Où vas-tu, poésie ?
Matière, est-ce bien toi qui domines le monde ?
Poésie, où vas-tu ? De ce chaos immonde
Pourquoi t’éloigner chaste ciel ?
Science, je te hais ! Tes forces mécaniques
Asservissent l’Esprit, et tes sales fabriques
Forgent des cœurs trempés de fiel.
« Derniers cris », vous souillez toutes voix primitives !
Progrès n’es-tu qu’un mot ? Siècle aux foules hâtives
N’es-tu qu’un immense arsenal ?
Le Droit s’en irait-il du côté de l’Injuste,
Et dans le cœur humain quel instrument l’incruste ?

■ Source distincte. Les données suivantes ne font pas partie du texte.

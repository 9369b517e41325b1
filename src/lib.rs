//! core_ledger Library
//!
//! Double-entry ledger engine: journal entries, account balances and the
//! transfer state machine, over an in-memory or PostgreSQL store.

pub mod api;
pub mod config;
pub mod db;
pub mod domain;
pub mod idempotency;
pub mod ledger;
pub mod store;

mod error;

pub use config::Config;
pub use domain::{LedgerError, Money};
pub use error::{AppError, AppResult, ErrorResponse};
pub use ledger::{EngineConfig, LedgerEngine};
pub use store::{InMemoryLedgerStore, LedgerStore, PgLedgerStore};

Est-ce le canon infernal ?
Ô poète inspiré, quitte enfin ta retraite,
L’humanité t’appelle ; elle veut qu’on la traite
De pur idéal, et d’amour.
Viens, pauvre charlatan, rêveur farci de lune,
Argente encor le monde à ta belle fortune :
Ressuscite, beau troubadour !
Poésie ! oiseau bleu, minute merveilleuse,
Chanson aux mille échos, éternelle veilleuse,
Abrite l’âme sous ton toit ;
À te bien regarder c’est déjà te comprendre,
Rester silencieux, on est sûr de t’entendre :
Que serait le monde sans toi ?
Ainsi Dieu l’a voulu ; c’est tant mieux, car en somme
L’idée est bien encor ce qui mène ici l’homme :
Serviteur, il guette l’appel !
Et cette guerre immense enfin nous débarrasse
De l’erreur que par elle, au bien de chaque race,
Viendra cette paix sans rappel.
Poète, songe-creux ! viens, apporte tes rimes ;
Pour rien donne tes chants, ces innocentes primes
Qui mettent du courage au cœur.
Les prêcher n’est-ce pas ta seule raison d’être ?

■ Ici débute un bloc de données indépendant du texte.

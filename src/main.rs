//! core_ledger - Core banking ledger HTTP server
//!
//! Serves the ledger engine over HTTP. Uses PostgreSQL when `DATABASE_URL`
//! is set, otherwise an in-memory store.

use std::net::SocketAddr;
use std::sync::Arc;

use axum::Router;
use sqlx::postgres::PgPoolOptions;
use tower_http::cors::CorsLayer;
use tracing_subscriber::{layer::SubscriberExt, util::SubscriberInitExt};

use core_ledger::domain::{AccountId, SystemClock};
use core_ledger::{api, db, Config, InMemoryLedgerStore, LedgerEngine, LedgerStore, PgLedgerStore};

/// Initialize tracing/logging
fn init_tracing(json: bool) {
    let filter = tracing_subscriber::EnvFilter::try_from_default_env()
        .unwrap_or_else(|_| "core_ledger=debug,tower_http=debug".into());

    if json {
        tracing_subscriber::registry()
            .with(filter)
            .with(tracing_subscriber::fmt::layer().json())
            .init();
    } else {
        tracing_subscriber::registry()
            .with(filter)
            .with(tracing_subscriber::fmt::layer())
            .init();
    }
}

/// Engine over `store`, with the cash account in place, wrapped in the HTTP app
async fn build_app<S: LedgerStore>(store: S, config: &Config) -> anyhow::Result<Router> {
    let engine = LedgerEngine::with_config(store, config.engine_config(), Arc::new(SystemClock));

    let cash_account_id = match config.cash_account_id {
        Some(id) => id,
        None => {
            let id = AccountId::new();
            tracing::warn!(cash_account_id = %id, "CASH_ACCOUNT_ID not set, generated a new cash account");
            id
        }
    };
    engine
        .ensure_system_account(cash_account_id, config.cash_currency)
        .await?;
    tracing::info!(
        cash_account_id = %cash_account_id,
        currency = %config.cash_currency,
        "Cash account ready"
    );

    let app = api::app(Arc::new(engine));
    if config.is_production() {
        Ok(app)
    } else {
        Ok(app.layer(CorsLayer::permissive()))
    }
}

#[tokio::main]
async fn main() -> anyhow::Result<()> {
    // Load environment variables
    dotenvy::dotenv().ok();

    // Load configuration
    let config = Config::from_env()?;

    init_tracing(config.is_production());

    let addr: SocketAddr = format!("{}:{}", config.host, config.port).parse()?;

    tracing::info!(environment = %config.environment, "Starting core_ledger server");

    let pool = match &config.database_url {
        Some(url) => {
            tracing::info!("Connecting to database...");
            let pool = PgPoolOptions::new()
                .max_connections(config.database_max_connections)
                .acquire_timeout(config.lock_timeout)
                .connect(url)
                .await?;

            db::verify_connection(&pool).await?;
            if !db::check_schema(&pool).await? {
                tracing::error!("Database schema is not complete. Please run migrations.");
                return Err(anyhow::anyhow!("Database schema incomplete"));
            }
            tracing::info!("Database connected successfully");
            Some(pool)
        }
        None => {
            tracing::warn!("DATABASE_URL not set, using the in-memory store; data is lost on exit");
            None
        }
    };

    let app = match &pool {
        Some(pool) => build_app(PgLedgerStore::new(pool.clone(), config.lock_timeout), &config).await?,
        None => build_app(InMemoryLedgerStore::with_lock_timeout(config.lock_timeout), &config).await?,
    };

    tracing::info!("Listening on http://{}", addr);
    let listener = tokio::net::TcpListener::bind(addr).await?;

    // Graceful shutdown
    axum::serve(listener, app)
        .with_graceful_shutdown(shutdown_signal())
        .await?;

    tracing::info!("Server shutting down...");
    if let Some(pool) = pool {
        pool.close().await;
        tracing::info!("Database connections closed");
    }

    Ok(())
}

/// Resolves on Ctrl+C or SIGTERM
async fn shutdown_signal() {
    let ctrl_c = async {
        if let Err(e) = tokio::signal::ctrl_c().await {
            tracing::error!("Failed to install Ctrl+C handler: {}", e);
            std::future::pending::<()>().await;
        }
    };

    #[cfg(unix)]
    let terminate = async {
        match tokio::signal::unix::signal(tokio::signal::unix::SignalKind::terminate()) {
            Ok(mut signal) => {
                signal.recv().await;
            }
            Err(e) => {
                tracing::error!("Failed to install SIGTERM handler: {}", e);
                std::future::pending::<()>().await;
            }
        }
    };

    #[cfg(not(unix))]
    let terminate = std::future::pending::<()>();

    tokio::select! {
        _ = ctrl_c => {
            tracing::info!("Received Ctrl+C, initiating graceful shutdown...");
        },
        _ = terminate => {
            tracing::info!("Received SIGTERM, initiating graceful shutdown...");
        },
    }
}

Ô traducteur sacré des sentiments du Maître,
Du Mal fais voir le Bien vainqueur !
Mets du vrai sur l’amour, du ciel sur la science,
Avec de la pitié polis la conscience :
Divin fou, viens nous divertir !
Dis que se parler franc, se sourire sans feinte,
C’est s’aimer tendrement dans une noble étreinte,
Puis après... meurs content, martyr !
J.-Albert SAVIGNAC.
Paru dans La Revue nationale en janvier 1919.